RSiena (tutorial)

From visone manual
Jump to navigation Jump to search

This tutorial illustrates how to analyze longitudinal network data by using RSiena from within visone. We assume that you have installed R on your computer and configured the R connection as it is explained in the installation tutorial. We also assume that you have basic understanding about how to work with visone as it is, for instance, explained in the tutorial on visualization and analysis and basic knowledge of stochastic actor-oriented models (SOAM).

To follow the steps illustrated in this tutorial you should download the file Classroom_graphmls.zip and extract (unzip) its content (consisting of the network files classroom_graph1.graphml to classroom_graph4.graphml) to your hard disk. These files constitute the longitudinal network data explained on page Knecht Classroom (data).

You find all the RSiena functionalities on the modeling tab on the right side of the visone window selecting siena in the modeling drop-down list. Note that first of all the longitudinal network data to be analysed has to be specified as described in the following paragraphs.

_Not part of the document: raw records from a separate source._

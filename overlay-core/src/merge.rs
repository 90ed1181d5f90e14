//! Synchronization engine: reconcile an overlay document with its source.
//!
//! The overlay is never regenerated once it exists. Its text is edited in
//! three phases:
//!
//! 1. locate every Entry block (with the indentation and line break that
//!    lead into it);
//! 2. classify blocks as retained or removed against the source key set, and
//!    source entries as added when the pruned overlay lacks their key;
//! 3. concatenate the retained text and splice the added blocks in front of
//!    the document's final closing tag.
//!
//! Retained blocks are copied byte-for-byte, so manual corrections survive.

use std::collections::HashSet;
use std::ops::Range;

use crate::codec;
use crate::dataset::Dataset;
use crate::types::{EntryKey, TagSchema};

/// What reconciling one document produced.
#[derive(Debug, Clone, PartialEq, Eq)]
pub enum Change {
    /// No overlay existed; a complete document was generated.
    Created(String),
    /// The overlay was edited.
    Updated(String),
    /// The source holds no Entry blocks and is carried over verbatim.
    Copied(String),
    /// The overlay already matches the source key set.
    Unchanged,
}

/// Outcome of [`reconcile`], with counts for reporting.
#[derive(Debug, Clone, PartialEq, Eq)]
pub struct MergeResult {
    pub change: Change,
    /// Keys appended to the overlay, in source order.
    pub added: Vec<EntryKey>,
    /// Keys deleted from the overlay because the source no longer has them.
    pub removed: Vec<EntryKey>,
    /// Keyless blocks: dropped from the source, deleted from the overlay.
    pub malformed: usize,
    /// Repeated keys: dropped from the source, deleted from the overlay.
    pub duplicates: usize,
}

impl MergeResult {
    /// The document to write, if anything needs writing.
    pub fn text(&self) -> Option<&str> {
        match &self.change {
            Change::Created(text) | Change::Updated(text) | Change::Copied(text) => Some(text),
            Change::Unchanged => None,
        }
    }
}

/// Reconcile `source` text against the current overlay text (`None` when no
/// overlay exists yet).
///
/// An overlay that is empty or whitespace-only is treated as absent.
pub fn reconcile(source: &str, overlay: Option<&str>, tags: &TagSchema) -> MergeResult {
    let source = Dataset::parse(source, tags);
    let mut result = MergeResult {
        change: Change::Unchanged,
        added: Vec::new(),
        removed: Vec::new(),
        malformed: source.malformed,
        duplicates: source.duplicates,
    };

    if source.is_record_free() {
        result.change = Change::Copied(source.text.to_string());
        return result;
    }

    match overlay.filter(|text| !text.trim().is_empty()) {
        None => {
            result.change = Change::Created(initialize(&source, tags));
            result.added = source.keys().map(EntryKey::from).collect();
        }
        Some(overlay) => update(&source, overlay, tags, &mut result),
    }
    result
}

/// Build a fresh overlay: every source entry with a seeded correction.
pub fn initialize(source: &Dataset<'_>, tags: &TagSchema) -> String {
    let blocks: Vec<String> = source
        .entries
        .iter()
        .map(|entry| codec::encode_block(&entry.fields.seeded(), tags))
        .collect();
    codec::frame(source.header, &blocks, source.footer)
}

fn update(source: &Dataset<'_>, overlay: &str, tags: &TagSchema, result: &mut MergeResult) {
    // Removal pass.
    let mut retained: HashSet<&str> = HashSet::new();
    let mut cuts: Vec<Range<usize>> = Vec::new();
    for span in codec::entry_spans(overlay, tags) {
        let cut = codec::leading_trivia_start(overlay, span.start)..span.end;
        match codec::decode_fields(&overlay[span], tags) {
            Some(fields) if source.contains_key(fields.key) => {
                if !retained.insert(fields.key) {
                    result.duplicates += 1;
                    cuts.push(cut);
                }
            }
            Some(fields) => {
                result.removed.push(EntryKey::from(fields.key));
                cuts.push(cut);
            }
            None => {
                result.malformed += 1;
                cuts.push(cut);
            }
        }
    }
    let pruned = splice_out(overlay, &cuts);

    // Addition pass, against the keys that survived pruning.
    let present = Dataset::parse(&pruned, tags);
    let additions: Vec<String> = source
        .entries
        .iter()
        .filter(|entry| !present.contains_key(entry.key()))
        .map(|entry| {
            result.added.push(EntryKey::from(entry.key()));
            codec::encode_block(&entry.fields.seeded(), tags)
        })
        .collect();

    if cuts.is_empty() && additions.is_empty() {
        return;
    }

    let at = insertion_point(&pruned, tags);
    let eol = codec::line_ending(&pruned);
    let added_len: usize = additions.iter().map(|block| block.len() + eol.len()).sum();
    let mut text = String::with_capacity(pruned.len() + added_len);
    text.push_str(&pruned[..at]);
    for block in &additions {
        text.push_str(eol);
        if eol == "\n" {
            text.push_str(block);
        } else {
            text.push_str(&block.replace("\r\n", "\n").replace('\n', eol));
        }
    }
    text.push_str(&pruned[at..]);
    result.change = Change::Updated(text);
}

/// Concatenate `text` without the (sorted, disjoint) `cuts`.
fn splice_out(text: &str, cuts: &[Range<usize>]) -> String {
    let mut out = String::with_capacity(text.len());
    let mut cursor = 0;
    for cut in cuts {
        out.push_str(&text[cursor..cut.start]);
        cursor = cut.end;
    }
    out.push_str(&text[cursor..]);
    out
}

/// Where appended blocks go: just before the whitespace that precedes the
/// last closing tag following the final Entry block. Without such a tag,
/// before the document's trailing whitespace.
pub fn insertion_point(text: &str, tags: &TagSchema) -> usize {
    let after_entries = codec::entry_spans(text, tags)
        .last()
        .map(|span| span.end)
        .unwrap_or(0);
    match text[after_entries..].rfind("</") {
        Some(offset) => {
            let close = after_entries + offset;
            text[..close].trim_end().len().max(after_entries)
        }
        None => text.trim_end().len().max(after_entries),
    }
}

Defining longitudinal network data

Stochastic Actor Oriented Models (SAOMs) are designed for analysing longitudinal network data given as network panel data, i.e., a sequence of networks representing one network observed at several moments in time. Such network panel data are encoded in files classroom_graph1.graphml to classroom_graph4.graphml. To load them click on the menu file, open, navigate in the file browser to the directory where you've put the files classroom_graph1.graphml to classroom_graph4.graphml and select all of them before you click the ok button. (Selection of these files can be done in different ways, for instance, by keeping the Control-key pushed while successively selecting the files with a mouse left-click or by clicking on one of the files and then typing Control-a to select all files in the current directory.)

The four networks should be shown in four separate tabs in the network area. However, visone does not yet know that they belong together as a longitudinal network. This information must be given by combining them to a network collection which is a collection or sequence of several networks that belong together, e.g., by building a longitudinal network. Basic application scenarios related to network collections are explained in the tutorial on network collections and dynamic networks.

A network collection can be defined in the network collection manager. To open the network collection manager press button Collection manager.png in visone's toolbar

Collection manager 1.jpg

Press create collection button to create a new collection. A new collection is named 'unknown network collection' by default. You can change the name by clicking in the editable field name and typing a new one.

Collection manager 2.jpg

In the right table available networks all networks that can be added to the selected network collection (the selected collection is indicated by the blue background) are listed. These are basically all currently open networks. Select one of them by clicking at its name and press <- add to add it to the seleted collection. The table networks in collection shows you all networks so far contained in the currently selected collection. Note that the top-down order in this table determines the order of the networks in the network collection, hence, has to correspond with their temporal order in the longitudinal network. If the current order is not as you want it, you can rearrange it by removing networks from the collection (clicking at their name and press remove ->) and adding them again which will position them at the very end of the collection.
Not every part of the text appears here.